Durante la sesión fotográfica, Steven se escapó. El padre, desesperado, fue a buscar a M. para explicarle que Steven había huído. Con un clásico “a que voy yo y lo encuentro” (esto no sé si lo dijo, pero no me imagino que sucediera de otra manera), M. se levantó de la cama y empezaron a llamarlo a gritos por toda la cocina, hasta que apareció, lejísimos. “Si no lo llegamos a encontrar, mañana habría habido lágrimas”, dice M. Por no hablar de que a su marido se le habría caído el pelo. M. y su familia fantasean con que sacan a Steven a pasear a la calle. Hoy le he preguntado cómo sigue. Me cuenta que bien, que está en su tupper, que le limpian las cacas, que le ponen comida, que no le sacan al sol porque está nublado. “Sentimientos exacerbados”, que decían en aquel programa de televisión.

Nos hemos vuelto ventaneras y observamos la vida entre visillos, como en la primera novela de Carmen Martín Gaite. Si no recuerdo mal, en ella, unas chicas viven en una ciudad de provincias en la que nunca pasa nada, o pasan cosas, pero son más opresivas que emocionantes. Pasan las cosas que se espera que pasen y que se sabe que van a pasar. Por eso, en estos días, conviene dejarse asombrar por todo.

Así le ha pasado a mi amigo R., que desde el otro lado de su visillo observa a una mujer que hace lo mismo que hacía antes de la cuarentena: alimentar furtivamente a unos gatos. A la misma hora temprana, todos los días, baja un bidón de agua y unas latas, que coloca entre unos arbustos, a la trasera de un edificio de oficinas, donde probablemente ella trabaja. Por lo que se puede distinguir en la distancia, lo hace con un mimo increíble. Mi amigo se preguntó si ese sería uno de “los trabajos necesarios para la nación”.

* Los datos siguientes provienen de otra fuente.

// src/models/staging.rs

use std::fmt;

use chrono::{DateTime, NaiveDate, Utc};
use rust_decimal::Decimal;
use serde::{Deserialize, Serialize};
use sqlx::FromRow;
use utoipa::ToSchema;
use uuid::Uuid;

use crate::models::export::CellValue;

// --- Enums ---

/// Os pipelines de relatório suportados. Cada um tem a sua tabela de staging,
/// com nome físico fixo dentro do schema do conjunto.
#[derive(Debug, Clone, Copy, PartialEq, Eq, Hash, Serialize, Deserialize, ToSchema)]
#[serde(rename_all = "kebab-case")]
pub enum ReportKind {
    GeneralLedger,    // Libro mayor
    Journal,          // Diario de contabilidad
    GroupedMovements, // Movimientos contables agrupados
    ChartOfAccounts,  // Plan contable
    TrialBalance,     // Balance de comprobación
}

impl ReportKind {
    pub const ALL: [ReportKind; 5] = [
        ReportKind::GeneralLedger,
        ReportKind::Journal,
        ReportKind::GroupedMovements,
        ReportKind::ChartOfAccounts,
        ReportKind::TrialBalance,
    ];

    pub fn slug(self) -> &'static str {
        match self {
            ReportKind::GeneralLedger => "general-ledger",
            ReportKind::Journal => "journal",
            ReportKind::GroupedMovements => "grouped-movements",
            ReportKind::ChartOfAccounts => "chart-of-accounts",
            ReportKind::TrialBalance => "trial-balance",
        }
    }

    /// Nome físico da tabela de staging (sempre o mesmo para o tipo).
    pub fn table_name(self) -> &'static str {
        match self {
            ReportKind::GeneralLedger => "stg_general_ledger",
            ReportKind::Journal => "stg_journal",
            ReportKind::GroupedMovements => "stg_grouped_movements",
            ReportKind::ChartOfAccounts => "stg_chart_of_accounts",
            ReportKind::TrialBalance => "stg_trial_balance",
        }
    }

    /// Fontes populadas, na ordem de inserção. A ordem define a faixa de
    /// `sequence` de cada fonte (todas as linhas de A antes de B).
    pub fn sources(self) -> &'static [SourceLedger] {
        match self {
            ReportKind::GeneralLedger => &[
                SourceLedger::OpeningBalance,
                SourceLedger::Posted,
                SourceLedger::Pending,
            ],
            ReportKind::Journal => &[SourceLedger::Posted, SourceLedger::Pending],
            ReportKind::GroupedMovements => &[SourceLedger::Pending, SourceLedger::Posted],
            ReportKind::ChartOfAccounts => &[SourceLedger::AccountCatalog],
            ReportKind::TrialBalance => &[SourceLedger::AccountBalance],
        }
    }

    pub fn sheet_name(self) -> &'static str {
        match self {
            ReportKind::GeneralLedger => "Libro Mayor",
            ReportKind::Journal => "Diario Contabilidad",
            ReportKind::GroupedMovements => "Movimientos Agrupados",
            ReportKind::ChartOfAccounts => "Plan Contable",
            ReportKind::TrialBalance => "Balance de Comprobación",
        }
    }

    /// Tipos com colunas monetárias levam a linha de totais na exportação.
    pub fn has_totals_row(self) -> bool {
        !matches!(self, ReportKind::ChartOfAccounts)
    }
}

impl fmt::Display for ReportKind {
    fn fmt(&self, f: &mut fmt::Formatter<'_>) -> fmt::Result {
        f.write_str(self.slug())
    }
}

/// De onde veio cada linha do staging.
#[derive(Debug, Clone, Copy, PartialEq, Eq, Hash, Serialize, Deserialize, ToSchema)]
#[serde(rename_all = "kebab-case")]
pub enum SourceLedger {
    OpeningBalance, // Saldos iniciais (movimentos mayorizados antes do período)
    Posted,         // Mayor (asientos mayorizados)
    Pending,        // Diario (asientos ainda não mayorizados)
    AccountCatalog, // Catálogo de contas
    AccountBalance, // Saldos por conta (inicial + período)
}

impl SourceLedger {
    /// Valor gravado na coluna `source_ledger`.
    pub fn code(self) -> &'static str {
        match self {
            SourceLedger::OpeningBalance => "opening",
            SourceLedger::Posted => "posted",
            SourceLedger::Pending => "pending",
            SourceLedger::AccountCatalog => "catalog",
            SourceLedger::AccountBalance => "balance",
        }
    }
}

impl fmt::Display for SourceLedger {
    fn fmt(&self, f: &mut fmt::Formatter<'_>) -> fmt::Result {
        f.write_str(self.code())
    }
}

/// Seletor de contabilidade: 'F' fiscal, 'C' corporativa, 'A' ambas.
#[derive(Debug, Clone, Copy, PartialEq, Eq, Default, Serialize, Deserialize, ToSchema)]
#[serde(rename_all = "lowercase")]
pub enum AccountingBook {
    #[default]
    Fiscal,
    Corporate,
    All,
}

impl AccountingBook {
    pub fn codes(self) -> &'static [&'static str] {
        match self {
            AccountingBook::Fiscal => &["F", "A"],
            AccountingBook::Corporate => &["C", "A"],
            AccountingBook::All => &["F", "C", "A"],
        }
    }
}

/// Preliminar inclui o diário pendente; oficial só o que já foi mayorizado.
#[derive(Debug, Clone, Copy, PartialEq, Eq, Default, Serialize, Deserialize, ToSchema)]
#[serde(rename_all = "lowercase")]
pub enum ReportStatus {
    #[default]
    Preliminary,
    Official,
}

impl ReportStatus {
    pub fn label(self) -> &'static str {
        match self {
            ReportStatus::Preliminary => "Preliminar",
            ReportStatus::Official => "Oficial",
        }
    }

    pub fn includes(self, source: SourceLedger) -> bool {
        !(self == ReportStatus::Official && source == SourceLedger::Pending)
    }
}

// --- Colunas ---

/// Nomes de coluna das tabelas de staging, compartilhados pelo DDL, pelos
/// predicados e pela exportação.
pub mod columns {
    pub const SEQUENCE: &str = "sequence";
    pub const OWNER: &str = "owner";
    pub const SOURCE_LEDGER: &str = "source_ledger";
    pub const ACCOUNT_CODE: &str = "account_code";
    pub const ACCOUNT_DESCRIPTION: &str = "account_description";
    pub const COST_CENTER: &str = "cost_center";
    pub const COUNTERPARTY_ID: &str = "counterparty_id";
    pub const COUNTERPARTY_NAME: &str = "counterparty_name";
    pub const ENTRY_NUMBER: &str = "entry_number";
    pub const ENTRY_TYPE: &str = "entry_type";
    pub const ENTRY_TYPE_DESCRIPTION: &str = "entry_type_description";
    pub const SOURCE_MODULE: &str = "source_module";
    pub const DOCUMENT_TYPE: &str = "document_type";
    pub const DOCUMENT_NUMBER: &str = "document_number";
    pub const SOURCE_REFERENCE: &str = "source_reference";
    pub const REFERENCE: &str = "reference";
    pub const NOTES: &str = "notes";
    pub const POSTING_DATE: &str = "posting_date";
    pub const DEBIT_LOCAL: &str = "debit_local";
    pub const CREDIT_LOCAL: &str = "credit_local";
    pub const DEBIT_FOREIGN: &str = "debit_foreign";
    pub const CREDIT_FOREIGN: &str = "credit_foreign";
    pub const AMOUNT_LOCAL: &str = "amount_local";
    pub const AMOUNT_FOREIGN: &str = "amount_foreign";
    pub const ACCOUNT_STATUS: &str = "account_status";
    pub const PARENT_ACCOUNT: &str = "parent_account";
    pub const PARENT_DESCRIPTION: &str = "parent_description";
    pub const PERIOD_FROM: &str = "period_from";
    pub const PERIOD_TO: &str = "period_to";
    pub const REPORT_STATUS: &str = "report_status";
    pub const GENERATED_AT: &str = "generated_at";
}

// --- Structs ---

/// Uma linha desnormalizada do staging. Colunas que o tipo de relatório não
/// carrega voltam como `None`.
#[derive(Debug, Clone, PartialEq, Serialize, Deserialize, FromRow, ToSchema)]
#[serde(rename_all = "camelCase")]
pub struct StagedRow {
    #[schema(example = 1)]
    pub sequence: i64,
    #[schema(example = "alice")]
    pub owner: String,
    #[schema(example = "posted")]
    pub source_ledger: String,

    #[schema(example = "01.1.1.1.004")]
    pub account_code: String,
    #[schema(example = "Caja general")]
    pub account_description: Option<String>,
    pub cost_center: Option<String>,
    pub counterparty_id: Option<String>,
    pub counterparty_name: Option<String>,

    #[schema(example = "CG00001234")]
    pub entry_number: Option<String>,
    pub entry_type: Option<String>,
    pub entry_type_description: Option<String>,
    #[schema(example = "CP")]
    pub source_module: Option<String>,
    pub document_type: Option<String>,
    pub document_number: Option<String>,
    pub source_reference: Option<String>,
    pub reference: Option<String>,
    pub notes: Option<String>,

    #[schema(value_type = Option<String>, format = Date, example = "2024-01-15")]
    pub posting_date: Option<NaiveDate>,

    // Valores
    #[schema(example = "1500.00")]
    pub debit_local: Option<Decimal>,
    pub credit_local: Option<Decimal>,
    pub debit_foreign: Option<Decimal>,
    pub credit_foreign: Option<Decimal>,
    #[schema(example = "-150.00")]
    pub amount_local: Option<Decimal>, // COALESCE(débito, crédito * -1)
    pub amount_foreign: Option<Decimal>,

    // Plano de contas
    pub account_status: Option<String>,
    pub parent_account: Option<String>,
    pub parent_description: Option<String>,

    // Geração
    #[schema(value_type = Option<String>, format = Date)]
    pub period_from: Option<NaiveDate>,
    #[schema(value_type = Option<String>, format = Date)]
    pub period_to: Option<NaiveDate>,
    pub report_status: Option<String>,
    pub generated_at: DateTime<Utc>,
}

impl StagedRow {
    /// Valor de uma coluna pelo nome; usado pela exportação.
    pub fn value(&self, column: &str) -> CellValue {
        use columns::*;

        let text = |v: &Option<String>| match v {
            Some(s) => CellValue::Text(s.clone()),
            None => CellValue::Empty,
        };
        let money = |v: &Option<Decimal>| v.map(CellValue::Money).unwrap_or(CellValue::Empty);
        let date = |v: &Option<NaiveDate>| v.map(CellValue::Date).unwrap_or(CellValue::Empty);

        match column {
            SEQUENCE => CellValue::Integer(self.sequence),
            OWNER => CellValue::Text(self.owner.clone()),
            SOURCE_LEDGER => CellValue::Text(self.source_ledger.clone()),
            ACCOUNT_CODE => CellValue::Text(self.account_code.clone()),
            ACCOUNT_DESCRIPTION => text(&self.account_description),
            COST_CENTER => text(&self.cost_center),
            COUNTERPARTY_ID => text(&self.counterparty_id),
            COUNTERPARTY_NAME => text(&self.counterparty_name),
            ENTRY_NUMBER => text(&self.entry_number),
            ENTRY_TYPE => text(&self.entry_type),
            ENTRY_TYPE_DESCRIPTION => text(&self.entry_type_description),
            SOURCE_MODULE => text(&self.source_module),
            DOCUMENT_TYPE => text(&self.document_type),
            DOCUMENT_NUMBER => text(&self.document_number),
            SOURCE_REFERENCE => text(&self.source_reference),
            REFERENCE => text(&self.reference),
            NOTES => text(&self.notes),
            POSTING_DATE => date(&self.posting_date),
            DEBIT_LOCAL => money(&self.debit_local),
            CREDIT_LOCAL => money(&self.credit_local),
            DEBIT_FOREIGN => money(&self.debit_foreign),
            CREDIT_FOREIGN => money(&self.credit_foreign),
            AMOUNT_LOCAL => money(&self.amount_local),
            AMOUNT_FOREIGN => money(&self.amount_foreign),
            ACCOUNT_STATUS => text(&self.account_status),
            PARENT_ACCOUNT => text(&self.parent_account),
            PARENT_DESCRIPTION => text(&self.parent_description),
            PERIOD_FROM => date(&self.period_from),
            PERIOD_TO => date(&self.period_to),
            REPORT_STATUS => text(&self.report_status),
            GENERATED_AT => CellValue::Text(self.generated_at.to_rfc3339()),
            _ => CellValue::Empty,
        }
    }
}

/// Diagnóstico do staging de um dono. Ausência de linhas não é erro: tudo zerado.
#[derive(Debug, Clone, PartialEq, Serialize, Deserialize, ToSchema)]
#[serde(rename_all = "camelCase")]
pub struct AuditInfo {
    pub report_kind: ReportKind,
    #[schema(example = "ACME")]
    pub tenant: String,
    #[schema(example = "alice")]
    pub owner: String,
    #[schema(example = 5)]
    pub total_rows: i64,
    #[schema(value_type = Option<String>, format = Date)]
    pub first_posting_date: Option<NaiveDate>,
    #[schema(value_type = Option<String>, format = Date)]
    pub last_posting_date: Option<NaiveDate>,
    #[schema(value_type = Option<String>, format = Date)]
    pub period_from: Option<NaiveDate>,
    #[schema(value_type = Option<String>, format = Date)]
    pub period_to: Option<NaiveDate>,
    pub last_generated_at: Option<DateTime<Utc>>,
}

impl AuditInfo {
    pub fn empty(kind: ReportKind, tenant: &str, owner: &str) -> Self {
        Self {
            report_kind: kind,
            tenant: tenant.to_string(),
            owner: owner.to_string(),
            total_rows: 0,
            first_posting_date: None,
            last_posting_date: None,
            period_from: None,
            period_to: None,
            last_generated_at: None,
        }
    }
}

#[derive(Debug, Clone, PartialEq, Eq, Serialize, Deserialize, ToSchema)]
#[serde(rename_all = "camelCase")]
pub struct SourceCount {
    pub source: SourceLedger,
    pub rows: u64,
}

/// Resultado de uma regeneração.
#[derive(Debug, Clone, Serialize, Deserialize, ToSchema)]
#[serde(rename_all = "camelCase")]
pub struct GenerationSummary {
    pub generation_id: Uuid,
    pub report_kind: ReportKind,
    pub tenant: String,
    pub owner: String,
    pub removed_rows: u64,
    pub inserted: Vec<SourceCount>,
    pub total_inserted: u64,
    pub generated_at: DateTime<Utc>,
}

Sin entrar a juzgar si está bien o mal que lo haga, sí puedo admitir que mi amigo me dijo que, cada mañana, miraba por la ventana esperando verla aparecer. Cuando la vio de nuevo, me confesó que se sentía reconfortado al ver que, a pesar de todo, la mujer no descuidaba a los gatos. No pude evitar pensar que mi amigo no solo sentía alivio por los gatetes, sino que él también se agarraba a esa locura de aparente normalidad. Como hacemos todos.

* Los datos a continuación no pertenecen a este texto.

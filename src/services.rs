// src/services.rs

pub mod audit_service;
pub mod report_engine;
pub mod report_exporter;
pub mod report_generator;
pub mod report_reader;
pub mod staging_table_manager;
pub mod workbook;

pub use report_engine::ReportEngine;
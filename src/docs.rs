// src/docs.rs

use utoipa::OpenApi;

use crate::{common, handlers, models};

#[derive(OpenApi)]
#[openapi(
    paths(
        // --- Reports ---
        handlers::reports::generate_report,
        handlers::reports::list_report,
        handlers::reports::export_report,
        handlers::reports::audit_report,
        handlers::reports::cleanup_report,
        handlers::reports::drop_report_table,
    ),
    components(
        schemas(
            // --- Staging ---
            models::staging::ReportKind,
            models::staging::SourceLedger,
            models::staging::AccountingBook,
            models::staging::ReportStatus,
            models::staging::StagedRow,
            models::staging::AuditInfo,
            models::staging::SourceCount,
            models::staging::GenerationSummary,
            models::requests::ReportPage,
            common::pagination::PaginationMeta,

            // --- Payloads ---
            handlers::reports::GenerateReportPayload,
            handlers::reports::ExportReportPayload,
            handlers::reports::CleanupResponse,
        )
    ),
    tags(
        (name = "Reports", description = "Relatórios contábeis: geração, leitura paginada, exportação e auditoria do staging")
    )
)]
pub struct ApiDoc;
use std::fmt;

use msync_reconcile::{IllegalTransition, ReconcileError, RunState};
use msync_store::StoreError;
use uuid::Uuid;

/// Why a run stopped.
#[derive(Debug, Clone, PartialEq)]
pub enum RunError {
    /// One of the dataset reads failed; nothing was validated.
    Read(StoreError),
    /// The data broke a batch or row rule.
    Rejected(ReconcileError),
    /// The writer refused the update for `sample_id`.
    Write { sample_id: String, source: StoreError },
    /// The audit log could not be appended.
    Audit(String),
    State(IllegalTransition),
}

impl RunError {
    pub fn kind(&self) -> &'static str {
        match self {
            RunError::Read(_) => "READ_FAILURE",
            RunError::Rejected(e) => e.kind().as_str(),
            RunError::Write { .. } => "WRITE_FAILURE",
            RunError::Audit(_) => "AUDIT_FAILURE",
            RunError::State(_) => "ILLEGAL_TRANSITION",
        }
    }

    pub fn sample_id(&self) -> Option<&str> {
        match self {
            RunError::Rejected(e) => e.sample_id(),
            RunError::Write { sample_id, .. } => Some(sample_id),
            _ => None,
        }
    }
}

impl fmt::Display for RunError {
    fn fmt(&self, f: &mut fmt::Formatter<'_>) -> fmt::Result {
        match self {
            RunError::Read(e) => write!(f, "{e}"),
            RunError::Rejected(e) => write!(f, "{e}"),
            // Writer errors surface unchanged.
            RunError::Write { source, .. } => write!(f, "{source}"),
            RunError::Audit(msg) => write!(f, "audit log append failed: {msg}"),
            RunError::State(e) => write!(f, "{e}"),
        }
    }
}

impl std::error::Error for RunError {
    fn source(&self) -> Option<&(dyn std::error::Error + 'static)> {
        match self {
            RunError::Read(e) => Some(e),
            RunError::Rejected(e) => Some(e),
            RunError::Write { source, .. } => Some(source),
            RunError::Audit(_) => None,
            RunError::State(e) => Some(e),
        }
    }
}

impl From<ReconcileError> for RunError {
    fn from(e: ReconcileError) -> Self {
        RunError::Rejected(e)
    }
}

impl From<IllegalTransition> for RunError {
    fn from(e: IllegalTransition) -> Self {
        RunError::State(e)
    }
}

/// A run that ended in `Aborted`.
///
/// `state` is the phase the run was in when it failed. Rows merged before the
/// failure stay merged; `rows_merged` says how many.
#[derive(Debug, Clone, PartialEq)]
pub struct RunAbort {
    pub run_id: Uuid,
    pub rows_merged: usize,
    pub state: RunState,
    pub cause: RunError,
}

impl fmt::Display for RunAbort {
    fn fmt(&self, f: &mut fmt::Formatter<'_>) -> fmt::Result {
        write!(f, "{}", self.cause)
    }
}

impl std::error::Error for RunAbort {
    fn source(&self) -> Option<&(dyn std::error::Error + 'static)> {
        Some(&self.cause)
    }
}

#[cfg(test)]
mod tests {
    use super::*;

    #[test]
    fn abort_displays_cause_verbatim() {
        let abort = RunAbort {
            run_id: Uuid::nil(),
            rows_merged: 0,
            state: RunState::Reconciling,
            cause: RunError::Rejected(ReconcileError::UnmatchedRow { key: "S2".into() }),
        };
        assert_eq!(
            abort.to_string(),
            "S2 was listed in the new CSV but it could not be found in the original Manifest. \
             Please fix this error and run the script again."
        );
    }

    #[test]
    fn write_failure_passes_store_error_through() {
        let source = StoreError::Rejected("locked".into());
        let err = RunError::Write {
            sample_id: "S1".into(),
            source: source.clone(),
        };
        assert_eq!(err.to_string(), source.to_string());
        assert_eq!(err.kind(), "WRITE_FAILURE");
        assert_eq!(err.sample_id(), Some("S1"));
    }
}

No os voy a engañar: el fin de semana ha sido plomizo y gris, como el tiempo. El sábado le dije a mi hija Eleonor: “Las peluquerías están abiertas, ¿quieres que te corte el pelo?”. Se lo propuse porque no podía más con los enredones que se habían apoderado de su cabellera desde que decidió que si no podía salir a la calle, no había razón para cepillarse el pelo. Sorprendentemente, accedió, y en el cuarto de baño montamos la Peluquería Cabrera. Le corté muchísimos centímetros, lo cual fue una gran idea, no solo para pasar la lendrera con mayor facilidad, sino porque le hizo feliz ese cambio de look drástico e inesperado. Le cambió el humor: pasó el día haciéndose fotos y peinados, mándandolas por WhatsApp y haciendo videollamadas. No se me había ocurrido que un corte de pelo pudiera tener un efecto psicológico tan apabullante. No da para cadena de WhatsApp motivadora, pero ahí os lo dejo.

28.572 son los casos confirmados en España, 143.146, en Europa y 267.013 en el mundo. Seguimos aplaudiendo a la sanidad pública todas las noches a las ocho. Hoy lo he hecho pensado en la enfermera de la UCI de un hospital de Madrid, amiga de mi hermano, y en la médica de urgencias de otro hospital madrileño, amiga de una amiga, y en las terribles decisiones que, en ambos casos, me han contado, se están viendo abocadas a tomar.